Lopez: Das war eine sehr schwierige und intensive Erfahrung für mich. Man kann das nur schwer wiedergeben. Mit Müttern zu sprechen, die ihre Töchter verloren haben, ist unbeschreiblich. Man möchte die ganze Zeit Dinge sagen oder tun, die sie aufheitern, aber das ist unmöglich. Das einzige was man tun kann, ist auf ihre Schicksale aufmerksam zu machen und darauf hinzuweisen, dass immer noch Frauen vermisst werden. Es ist eine große Tragödie die sich dort abspielt. Hinzu kommt, dass es kaum jemanden interessiert, was dort passiert. Das ist der Grund, weswegen wir "Bordertown" gemacht haben. Ich hoffe, wir können damit etwas ändern.

Ricore: In "Bordertown" kommen Sie in gefährliche Situationen. Wie gehen Sie privat mit bedrohlichen Situationen um?

Lopez: Ich war privat noch nie in einer vergleichbaren Situation wie meine Figur. Aus diesem Grund ist die Frage schwer zu beantworten. Allerdings kenne ich das Gefühl vor etwas Angst zu haben. Ich bin mir bewusst, dass Männer stärker sind als Frauen und Einige imstande sind, mit der daraus resultierenden Macht Missbrauch zu treiben. Als Schauspielerin merkt man das deutlich, wenn man mit einem männlichen Kollegen agiert.
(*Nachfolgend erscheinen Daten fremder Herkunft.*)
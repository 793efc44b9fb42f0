//! Error types for patwatch library.

use std::io;
use std::path::PathBuf;
use thiserror::Error;

/// Result type alias for patwatch operations.
pub type Result<T> = std::result::Result<T, Error>;

/// Error types that can occur while reading workbooks and generating reports.
#[derive(Error, Debug)]
pub enum Error {
    /// I/O error when reading or writing files.
    #[error("I/O error: {0}")]
    Io(#[from] io::Error),

    /// An input workbook or template does not exist.
    #[error("File not found: {}", .0.display())]
    FileNotFound(PathBuf),

    /// The file is not a recognized spreadsheet or DOCX container.
    #[error("Unknown file format: {0}")]
    UnknownFormat(String),

    /// Error opening or reading the workbook.
    #[error("Workbook error: {0}")]
    Workbook(String),

    /// None of the candidate names for a required sheet exist in the workbook.
    #[error("Missing required sheet {wanted} (workbook has: {available})")]
    MissingSheet {
        /// Candidate sheet names that were looked for
        wanted: String,
        /// Sheet names present in the workbook
        available: String,
    },

    /// The DOCX template is unusable.
    #[error("Template error: {0}")]
    Template(String),

    /// Error reading or writing the DOCX package container.
    #[error("Package error: {0}")]
    Package(String),

    /// Malformed XML inside a DOCX part.
    #[error("XML error: {0}")]
    Xml(String),

    /// Error decoding or encoding an image.
    #[error("Image error: {0}")]
    Image(String),

    /// Error downloading a remote resource.
    #[error("Fetch error: {0}")]
    Fetch(String),

    /// Invalid configuration file.
    #[error("Configuration error: {0}")]
    Config(String),

    /// Error during rendering (DOCX, JSON).
    #[error("Rendering error: {0}")]
    Render(String),

    /// Invalid report part selection.
    #[error("Invalid part selection: {0}")]
    InvalidPartSelection(String),

    /// Generic error with message.
    #[error("{0}")]
    Other(String),
}

impl From<calamine::Error> for Error {
    fn from(err: calamine::Error) -> Self {
        match err {
            calamine::Error::Io(e) => Error::Io(e),
            _ => Error::Workbook(err.to_string()),
        }
    }
}

impl From<zip::result::ZipError> for Error {
    fn from(err: zip::result::ZipError) -> Self {
        match err {
            zip::result::ZipError::Io(e) => Error::Io(e),
            _ => Error::Package(err.to_string()),
        }
    }
}

impl From<roxmltree::Error> for Error {
    fn from(err: roxmltree::Error) -> Self {
        Error::Xml(err.to_string())
    }
}

impl From<quick_xml::Error> for Error {
    fn from(err: quick_xml::Error) -> Self {
        match err {
            quick_xml::Error::Io(e) => Error::Io(io::Error::new(e.kind(), e.to_string())),
            _ => Error::Xml(err.to_string()),
        }
    }
}

impl From<image::ImageError> for Error {
    fn from(err: image::ImageError) -> Self {
        Error::Image(err.to_string())
    }
}

impl From<toml::de::Error> for Error {
    fn from(err: toml::de::Error) -> Self {
        Error::Config(err.to_string())
    }
}

#[cfg(test)]
mod tests {
    use super::*;

    #[test]
    fn test_error_display() {
        let err = Error::MissingSheet {
            wanted: "\"Granted\" or \"Grant\"".to_string(),
            available: "FP, Sheet1".to_string(),
        };
        assert_eq!(
            err.to_string(),
            "Missing required sheet \"Granted\" or \"Grant\" (workbook has: FP, Sheet1)"
        );

        let err = Error::InvalidPartSelection("bogus".to_string());
        assert_eq!(err.to_string(), "Invalid part selection: bogus");
    }

    #[test]
    fn test_file_not_found_names_path() {
        let err = Error::FileNotFound(PathBuf::from("watch/nope.xlsx"));
        assert_eq!(err.to_string(), "File not found: watch/nope.xlsx");
    }

    #[test]
    fn test_io_error_conversion() {
        let io_err = io::Error::new(io::ErrorKind::NotFound, "file not found");
        let err: Error = io_err.into();
        assert!(matches!(err, Error::Io(_)));
    }

    #[test]
    fn test_toml_error_conversion() {
        let parse = toml::from_str::<toml::Value>("title = ");
        let err: Error = parse.unwrap_err().into();
        assert!(matches!(err, Error::Config(_)));
    }
}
Ich habe jedoch den beteiligten Schauspielern in "Bordertown" immer gesagt, dass sie keine Angst haben sollen mich zu verletzen. Ich wollte ein bisschen so empfinden, als wenn es mir in der Realität passiert. In manchen Szenen konnte ich dann ansatzweise nachempfinden, was es bedeutet, wenn jemand einen ernsthaft attackiert und fühlte mich komplett hilflos.

Ricore: Wie gehen Sie mit der Kritik an "Bordertown" um?

Lopez: Ich habe über 20 Filme gemacht und einige Erfahrung in dem Geschäft. Es ist immer das Gleiche: Der eine mag etwas, der andere mag es nicht. Ich akzeptiere das. Geschmäcker sind eben verschieden. Nachdem wir den Film auf der Berlinale präsentiert haben, war es ganz ruhig im Auditorium. Alle waren sehr berührt und ergriffen. Ich bin stolz auf den Film, weil ich denke, dass er gut geworden ist.

Ricore: Welche Erfahrungen konnten Sie als Produzentin sammeln?

Lopez: Zunächst muss man sich als Produzentin um alles kümmern. Woher kommt das Geld, weshalb wird die Szene umgestellt und so weiter. Als Schauspielerin lernt man einfach seinen Text und versucht, es dem Regisseur Recht zu machen. Das hat man selbst in der Hand. Als Produzentin muss man mit anderen kooperieren, was manchmal ganz schön hart sein kann. Etwa wenn es darum geht, einen Kompromiss zu finden. Es war jedoch eine tolle Erfahrung ein Filmprojekt aus einem anderen Blickwinkel zu erleben. Zudem begleitet man als Produzentin ein Projekt von der Idee bis zur Präsentation, was die Verbindung zur Thematik intensiviert.

Ricore: Inwieweit unterscheiden sich Interviews zu Filmen zu Ihrer Tätigkeit als Sängerin?

Lopez: Die Gespräche unterscheiden sich nicht sonderlich voneinander. Natürlich weichen die Fragen je nach Themenbereich ab. Es kommt immer darauf an. Es gehört einfach dazu. Da ich in der Zukunft sowohl weiterhin Musik und Filme machen will, genieße ich es einfach jetzt hier zu sitzen und mit Ihnen zu sprechen.

Ricore: Auch ich habe das Gespräch genossen. Vielen Dank, Frau Lopez.